To cut the final depth of nut slots, I prefer to use a Feeler Gage as a file stop. Place the gage flat on the fretboard right up against the backside of the nut.

How To Determine String Clearance:

This is based again on personal taste of each individual guitar player, so we will just discuss some average dimension here.

While you certainly could file the string slots down to the same height as a fret crown, most nuts take into account some extra string vibration and place the slots up just a bit. A good starting point is to increase the string height about 0.010″ on the treble side and 0.020″ on the bass side.
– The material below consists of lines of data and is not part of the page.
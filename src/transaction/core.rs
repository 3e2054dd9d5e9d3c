//! Defines the core data models and database schema for transactions.

use rusqlite::{Connection, Row, types::Type};
use serde::Serialize;
use time::{
    Date, OffsetDateTime, format_description::well_known::Rfc3339, macros::format_description,
};

use crate::{
    auth::UserID,
    database_id::TransactionId,
    money::Amount,
    transaction::category::{Category, TransactionType},
};

// ============================================================================
// MODELS
// ============================================================================

/// An expense or income, i.e. an event where money was either spent or earned.
#[derive(Debug, Clone, PartialEq, Serialize)]
pub struct Transaction {
    /// The ID of the transaction, assigned by the store.
    pub id: TransactionId,
    /// The user that owns the transaction.
    pub user_id: UserID,
    /// Whether the money was earned or spent.
    pub transaction_type: TransactionType,
    /// How much money was earned or spent. Always positive.
    pub amount: Amount,
    /// What the money was earned or spent on.
    pub category: Category,
    /// A text description of what the transaction was for.
    pub description: String,
    /// When the transaction happened.
    pub date: Date,
    /// When the transaction was first saved.
    pub created_at: OffsetDateTime,
}

impl Transaction {
    /// The user editable fields of the transaction.
    pub fn fields(&self) -> TransactionFields {
        TransactionFields {
            transaction_type: self.transaction_type,
            amount: self.amount,
            category: self.category,
            description: self.description.clone(),
            date: self.date,
        }
    }
}

/// The validated, user editable content of a transaction.
///
/// Creating a transaction stores these fields under a new ID, and editing a
/// transaction replaces all of them at once.
#[derive(Debug, Clone, PartialEq)]
pub struct TransactionFields {
    /// Whether the money was earned or spent.
    pub transaction_type: TransactionType,
    /// Must be positive.
    pub amount: Amount,
    /// Must be one of [Category::allowed_for] the transaction type.
    pub category: Category,
    /// At least two characters.
    pub description: String,
    /// No later than today.
    pub date: Date,
}

// ============================================================================
// DATES
// ============================================================================

/// Turn a stored date into a calendar date.
///
/// Dates are written as `YYYY-MM-DD`, but a row may also hold a full RFC 3339
/// date-time (e.g. `2025-10-05T14:30:00+13:00`) or a SQLite style date-time
/// (`2025-10-05 14:30:00`). The calendar date in the value's own offset is kept.
pub fn normalize_date(raw: &str) -> Option<Date> {
    let raw = raw.trim();

    if let Ok(date) = Date::parse(raw, format_description!("[year]-[month]-[day]")) {
        return Some(date);
    }

    if let Ok(date_time) = OffsetDateTime::parse(raw, &Rfc3339) {
        return Some(date_time.date());
    }

    raw.get(..10)
        .filter(|_| matches!(raw.as_bytes().get(10), Some(b' ') | Some(b'T')))
        .and_then(|prefix| Date::parse(prefix, format_description!("[year]-[month]-[day]")).ok())
}

// ============================================================================
// DATABASE FUNCTIONS
// ============================================================================

/// Create the transaction table in the database.
///
/// Requires the user table to exist.
///
/// # Errors
/// Returns an error if the table cannot be created or if there is an SQL error.
pub fn create_transaction_table(connection: &Connection) -> Result<(), rusqlite::Error> {
    connection.execute(
        "CREATE TABLE IF NOT EXISTS \"transaction\" (
                id INTEGER PRIMARY KEY AUTOINCREMENT,
                user_id INTEGER NOT NULL,
                type TEXT NOT NULL CHECK (type IN ('income', 'expense')),
                amount INTEGER NOT NULL CHECK (amount > 0),
                category TEXT NOT NULL,
                description TEXT NOT NULL,
                date TEXT NOT NULL,
                created_at TEXT NOT NULL,
                FOREIGN KEY(user_id) REFERENCES user(id) ON UPDATE CASCADE ON DELETE CASCADE
                )",
        (),
    )?;

    connection.execute(
        "CREATE INDEX IF NOT EXISTS idx_transaction_user_date ON \"transaction\"(user_id, date);",
        (),
    )?;

    Ok(())
}

/// The columns expected by [map_transaction_row], in order.
pub(crate) const TRANSACTION_COLUMNS: &str =
    "id, user_id, type, amount, category, description, date, created_at";

/// Map a database row to a Transaction.
pub fn map_transaction_row(row: &Row) -> Result<Transaction, rusqlite::Error> {
    let raw_date: String = row.get(6)?;
    let date = normalize_date(&raw_date).ok_or_else(|| {
        rusqlite::Error::FromSqlConversionFailure(
            6,
            Type::Text,
            format!("could not read \"{raw_date}\" as a date").into(),
        )
    })?;

    Ok(Transaction {
        id: row.get(0)?,
        user_id: UserID::new(row.get(1)?),
        transaction_type: row.get(2)?,
        amount: row.get(3)?,
        category: row.get(4)?,
        description: row.get(5)?,
        date,
        created_at: row.get(7)?,
    })
}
The strings in-between these 2 outside strings would be graduated proportionally in depth.

Getting the Proper Feeler Gage Thickness:

To get the proper stack height for your feeler gage, bridge a straight edge (like a fret rocker) over 2 consecutive frets and measure the crown height with the feeler gage. Now add the proper string clearance discussed above and you are ready to file.

Final Filing

Be extremely careful here as this is when most nuts are ruined. Check and double check your angles. Many luthiers choose to have the guitar strung up at this point and actually slide the string in and out of the string slot to verify the channel depth and angle.

Carefully file down until you hit the top of the feeler gage stack for each string. Be sure to make your adjustments as you progress for bass string clearances.